Un interrogante atraviesa el texto de Loza: ¿qué tanto sabemos de nuestros seres queridos? El pensamiento del otro es lo desposeído de nuestra propia subjetividad, lo inaccesible, a lo que jamás tendremos pleno acceso. El amor tiene dos desagües posibles: o bien sutura esa herida traumática, o bien la produce. ¿Qué estará pensando el otro? ¿Qué estará haciendo cuando no lo veo? ¿Qué soñará? ¿Qué deseará? ¿Me quiere o no me quiere? El veneno, entonces, como combustible de la ficción; porque lo que alimenta la máquina narrativa de esa voz es, precisamente, el rencor:

 

«No perdono, me cansé de todos, me cansé del mundo, de todo el mundo y sus agachadas. Todo es vanidad. Todo es pretensión. Todos quieren lo que no tienen. También yo. Quisiera paz. Tengo este aullido adentro. Me odio también. Me cansé de mí, odiar me dejó extenuada. No quiero más lola. No me jodan más. Me harté.» 

 

Pero ¿qué es el odio? En la línea narrativa que Horacio Castellanos Moya inauguraba en 1997 con su novela El asco. Thomas Bernhard en San Salvador, Loza transforma este afecto abyecto en un tono, un acento vocal, un modo de pronunciar, una mueca grotesca del lenguaje que mueve a risa por la condición molecular que convoca: ¿quién no fue atravesado por el odio al menos una vez? Nelly se queja de manera constante, trenza un pero por segundo en cada frase. «Sacame todo, pero no me saques la milanesa que me mato»; «Seamos felices y punto, pero no me abraces». Siempre la concesión, ahí está su territorio enunciativo: decir que sí para poder decir que no. Al mismo tiempo, la narradora transfiere eso que produce. Y cuando digo transfiere no quiero decir de ninguna manera que «comunica lo que dice», o que «expresa lo que siente», o que «logra explicar su visión del mundo». No: cuando digo transfiere quiero decir que Santiago Loza, en la voz de Nelly, nos hace ser, por un segundo, Nelly.
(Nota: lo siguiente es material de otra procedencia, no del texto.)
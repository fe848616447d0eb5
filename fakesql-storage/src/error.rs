use fakesql_core::CastError;
use smol_str::SmolStr;
use thiserror::Error;

pub type Result<T, E = Error> = std::result::Result<T, E>;

#[derive(Debug, Error)]
pub enum Error {
    /// A table lookup by column name failed.
    #[error("column `{name}` was not found")]
    ColumnNotFound { name: SmolStr },

    /// A cursor lookup by column name failed.
    #[error("column `{name}` was not found in the current result set")]
    IndexOutOfRange { name: SmolStr },

    #[error("ordinal {ordinal} is out of range for {field_count} field(s)")]
    OrdinalOutOfRange { ordinal: usize, field_count: usize },

    #[error("row has {actual} value(s) but the table has {expected} column(s)")]
    RowWidthMismatch { expected: usize, actual: usize },

    #[error("invalid cursor state: {0}")]
    InvalidState(&'static str),

    #[error(transparent)]
    Cast(#[from] CastError),

    #[error("not supported: {0}")]
    NotSupported(&'static str),
}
Como cuando leemos una traducción y el traductor es tan bueno que la novela parece estar escrita en nuestra propia lengua, del mismo modo parece Nelly, y no Loza, la que tiene el control total de esta novela. Porque Loza logra construir un personaje sin discurso: es una voz saturada, puro pronunciamiento del exceso. En efecto, Nelly quiere decirlo todo antes de morir: quiere sacarse el veneno de adentro para no quedar pagando después como esos personajes de Spoon River o Pedro Páramo, fantasmas a los que les quedaron palabras en el tintero. Nelly, en cambio, tiene la lengua de una víbora en el purgatorio: una abeja que pica y deja en carne viva sus vísceras, para morir en pleno vuelo, siempre cerca de donde acaba de clavar el aguijón.